Simplifying the pf.conf did not change the outcome. However, as a test I created two ssh connections to the problem dst ipv4 from the same host, each employing differing src addresses. One was an alias from our public netblock. The other from a private IP that must be NATed.

The public address passes through the pf filter without problems. The connection does not drop until terminated by the client. The one which uses NAT failed after the usual brief period.
 
2. Lists vs. tables and no optimization are in place to allow single source editing and ease relating specific log entries to specific configuration file entries. Once things are stabilised then much of this can be simplified, as you suggest.
The table vs macro question is actually pretty simple math. If you define a macro that holds 10 addresses and then use that macro in three different places, the result is 30 rules! Implementing the same thing using a table is almost the same as for the number of lines you have to have in your ruleset, but the result is just one table and three rules instead of 30. And it's easy to write too:
Code:
table <something> const persist { \
        10.1.1.0/24, 10.1.5.0/24, 10.1.19.0/24, \
        192.168.100.1, 192.168.100.28, 192.168.100.142, \
        fd96:7824:eab4:c68a/64 }

...

block log quick from <something> to any

Simplifying the pf.conf did not change the outcome. However, as a test I created two ssh connections to the problem dst ipv4 from the same host, each employing differing src addresses. One was an alias from our public netblock. The other from a private IP that must be NATed.
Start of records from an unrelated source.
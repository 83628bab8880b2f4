/// Tree-walking interpreter over a single row
///
/// Null propagates through arithmetic and string functions. `+` adds when both
/// sides read as numbers and concatenates display text otherwise.
/// Recursion follows the tree height, which the parser caps at `MAX_DEPTH`.

use std::cmp::Ordering;
use crate::types::{InsightError, Row, Value};
use super::parser::{BinaryOp, Expr, Function, UnaryOp};

pub fn evaluate(expr: &Expr, row: &Row) -> Result<Value, InsightError> {
    match expr {
        Expr::Literal(v) => Ok(v.clone()),
        Expr::Column(name) => Ok(row.get(name).clone()),
        Expr::Unary(op, inner) => unary(*op, &evaluate(inner, row)?),
        Expr::Binary(BinaryOp::And, lhs, rhs) => {
            // short-circuit
            let l = evaluate(lhs, row)?.is_truthy();
            Ok(Value::Boolean(l && evaluate(rhs, row)?.is_truthy()))
        }
        Expr::Binary(BinaryOp::Or, lhs, rhs) => {
            let l = evaluate(lhs, row)?.is_truthy();
            Ok(Value::Boolean(l || evaluate(rhs, row)?.is_truthy()))
        }
        Expr::Binary(op, lhs, rhs) => binary(*op, &evaluate(lhs, row)?, &evaluate(rhs, row)?),
        Expr::Call(function, args) => call(*function, args, row),
    }
}

fn unary(op: UnaryOp, v: &Value) -> Result<Value, InsightError> {
    match op {
        UnaryOp::Not => Ok(Value::Boolean(!v.is_truthy())),
        UnaryOp::Neg if v.is_null() => Ok(Value::Null),
        UnaryOp::Neg => Ok(Value::from_f64(-number(v)?)),
    }
}

fn number(v: &Value) -> Result<f64, InsightError> {
    v.as_number()
        .ok_or_else(|| InsightError::Formula(format!("'{v}' is not a number")))
}

fn binary(op: BinaryOp, l: &Value, r: &Value) -> Result<Value, InsightError> {
    match op {
        BinaryOp::Add => match (l.as_number(), r.as_number()) {
            (Some(a), Some(b)) => Ok(Value::from_f64(a + b)),
            _ if l.is_null() && r.is_null() => Ok(Value::Null),
            _ => Ok(Value::Text(format!("{l}{r}"))),
        },
        BinaryOp::Sub | BinaryOp::Mul | BinaryOp::Div | BinaryOp::Rem => {
            if l.is_null() || r.is_null() {
                return Ok(Value::Null);
            }
            let (a, b) = (number(l)?, number(r)?);
            let n = match op {
                BinaryOp::Sub => a - b,
                BinaryOp::Mul => a * b,
                _ if b == 0.0 => return Err(InsightError::Formula("division by zero".to_string())),
                BinaryOp::Div => a / b,
                _ => a % b,
            };
            Ok(Value::from_f64(n))
        }
        BinaryOp::Eq => Ok(Value::Boolean(equals(l, r))),
        BinaryOp::Ne => Ok(Value::Boolean(!equals(l, r))),
        BinaryOp::Lt | BinaryOp::Le | BinaryOp::Gt | BinaryOp::Ge => {
            let Some(ord) = compare(l, r) else {
                return Ok(Value::Boolean(false));
            };
            let result = match op {
                BinaryOp::Lt => ord == Ordering::Less,
                BinaryOp::Le => ord != Ordering::Greater,
                BinaryOp::Gt => ord == Ordering::Greater,
                _ => ord != Ordering::Less,
            };
            Ok(Value::Boolean(result))
        }
        BinaryOp::And => Ok(Value::Boolean(l.is_truthy() && r.is_truthy())),
        BinaryOp::Or => Ok(Value::Boolean(l.is_truthy() || r.is_truthy())),
    }
}

/// Numeric equality when both sides are numbers, display equality otherwise.
fn equals(l: &Value, r: &Value) -> bool {
    match (l.is_null(), r.is_null()) {
        (true, true) => true,
        (false, false) => match (l.as_number(), r.as_number()) {
            (Some(a), Some(b)) => a == b,
            _ => l.to_string() == r.to_string(),
        },
        _ => false,
    }
}

/// Ordering for `< <= > >=`; nulls never compare.
fn compare(l: &Value, r: &Value) -> Option<Ordering> {
    if l.is_null() || r.is_null() {
        return None;
    }
    match (l.as_number(), r.as_number()) {
        (Some(a), Some(b)) => a.partial_cmp(&b),
        _ => Some(l.to_string().cmp(&r.to_string())),
    }
}

fn text_fn(v: &Value, f: impl Fn(&str) -> String) -> Value {
    if v.is_null() { Value::Null } else { Value::Text(f(&v.to_string())) }
}

fn call(function: Function, args: &[Expr], row: &Row) -> Result<Value, InsightError> {
    match function {
        // IF evaluates only the taken branch
        Function::If => {
            let branch = if evaluate(&args[0], row)?.is_truthy() { &args[1] } else { &args[2] };
            evaluate(branch, row)
        }
        eager => {
            let values = args
                .iter()
                .map(|a| evaluate(a, row))
                .collect::<Result<Vec<_>, _>>()?;
            apply(eager, &values)
        }
    }
}

/// Applies a built-in to already evaluated arguments.
fn apply(function: Function, values: &[Value]) -> Result<Value, InsightError> {
    let result = match function {
        Function::Upper => text_fn(&values[0], str::to_uppercase),
        Function::Lower => text_fn(&values[0], str::to_lowercase),
        Function::Trim => text_fn(&values[0], |s| s.trim().to_string()),
        Function::Len => Value::Integer(values[0].to_string().chars().count() as i64),
        Function::Substr => substr(values)?,
        Function::Replace => {
            if values[0].is_null() {
                Value::Null
            } else {
                let from = values[1].to_string();
                let text = values[0].to_string();
                if from.is_empty() {
                    Value::Text(text)
                } else {
                    Value::Text(text.replace(&from, &values[2].to_string()))
                }
            }
        }
        Function::Concat => Value::Text(values.iter().map(ToString::to_string).collect()),
        Function::And => Value::Boolean(values.iter().all(Value::is_truthy)),
        Function::Or => Value::Boolean(values.iter().any(Value::is_truthy)),
        Function::Not => Value::Boolean(!values[0].is_truthy()),
        Function::Round => {
            if values[0].is_null() {
                return Ok(Value::Null);
            }
            let digits = match values.get(1) {
                Some(d) => number(d)? as i32,
                None => 0,
            };
            let factor = 10f64.powi(digits.clamp(-15, 15));
            Value::from_f64((number(&values[0])? * factor).round() / factor)
        }
        Function::Abs => {
            if values[0].is_null() {
                Value::Null
            } else {
                Value::from_f64(number(&values[0])?.abs())
            }
        }
        Function::If => {
            let taken = if values[0].is_truthy() { 1 } else { 2 };
            values[taken].clone()
        }
    };
    Ok(result)
}

/// `SUBSTR(text, start[, length])` with a 1-based start.
fn substr(values: &[Value]) -> Result<Value, InsightError> {
    if values[0].is_null() {
        return Ok(Value::Null);
    }
    let text = values[0].to_string();
    let start = number(&values[1])?;
    if start < 1.0 {
        return Err(InsightError::Formula(format!("SUBSTR start {start} must be at least 1")));
    }
    let skip = start as usize - 1;
    let chars = text.chars().skip(skip);
    let out: String = match values.get(2) {
        Some(len) => {
            let len = number(len)?;
            if len < 0.0 {
                return Err(InsightError::Formula("SUBSTR length must not be negative".to_string()));
            }
            chars.take(len as usize).collect()
        }
        None => chars.collect(),
    };
    Ok(Value::Text(out))
}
The public address passes through the pf filter without problems. The connection does not drop until terminated by the client. The one which uses NAT failed after the usual brief period.
So it seems the problem is somehow related to NAT. I think this leaves three possible causes:
  1. Not all traffic that should be is passed to the nat rule.
  2. NAT does something terribly wrong
  3. A filter rule blocks (portions of) the traffic after NAT.
In order to eliminate 1 I would try to make sure that the rules after loading (check pfctl -s rules) result in exactly one nat rule, not several, and to keep that rule as broad and generic as possible, even if it's only for testing. If it's possible use some broad address/mask to feed traffic to the nat rule, like 192.168.0.0/16. As to 2 you might want to try and add :0 to the interface name of the nat target address and see whether that makes any difference, i.e. nat on $ext_if from 192.168/16 to any -> ($ext_if:0). This should make sure that nat only uses the first address of that interface, even if there are several. As for 3 you can probably only check any traffic that is blocked using tcpdump -netttti pflog0 and see if there's something that shouldn't be blocked.
 
IS this the problem?

nat on em1 inet from 192.168.8.0/24 to any -> (em1) round-robin
nat on em1 inet from 192.168.150.0/24 to any -> (em1) round-robin
nat on em1 inet from 192.168.216.0/24 to any -> (em1) round-robin
 
IS this the problem?

nat on em1 inet from 192.168.8.0/24 to any -> (em1) round-robin
nat on em1 inet from 192.168.150.0/24 to any -> (em1) round-robin
nat on em1 inet from 192.168.216.0/24 to any -> (em1) round-robin
I think it's worth a shot. Those three rules are probably the result of using the $net_nat macro and that would neither happen using tables nor a plain address/mask specification. Reduce that to a single rule and see if it makes any difference.
Code:
nat on em1 inet from 192.168/16 to any -> (em1:0)
That should also make the 'round-robin' go away if I remember it right.
 
This I have done. I am awaiting a suitable opportunity to reload the rules. All the NAT connections drop when I do that. At the moment the misery is spread around. I would rather not provoke them all at once.
 
Reloaded PF:

[FONT=courier new]pfctl -s all | grep nat
nat on em1 inet from 192.168.0.0/16 to any -> (em1:0)[/FONT]

We will see if that solves the problem.
 
This did not resolve the issue. We have however established the following:
  1. The problem only affects natted tcp connections - direct connections using public IPv4 through the gateway are not affected.
  2. All natted connections are broken at the same time.
 
This did not resolve the issue. We have however established the following:
  1. The problem only affects natted tcp connections - direct connections using public IPv4 through the gateway are not affected.
  2. All natted connections are broken at the same time.
Looks like we're back to square one, in a way. That single NAT rule should effectively NAT all traffic with a source address within 192.168/16 that traverses the em1 interface to em1's first address only. I don't see what could possibly go wrong on that part. Your earlier findings seemed to suggest that portions of the traffic (more specifically ACKs) got dropped by the default deny rule. But as ACKs are usually part of an established TCP connection - which means your ruleset is not supposed to have any rules specifically dealing with ACKs - this can only be a symptom, not the cause. The ACKs should not have been passed through the filter ruleset in the first place, but rather have been matched by the state table.That leaves the question: Why aren't they?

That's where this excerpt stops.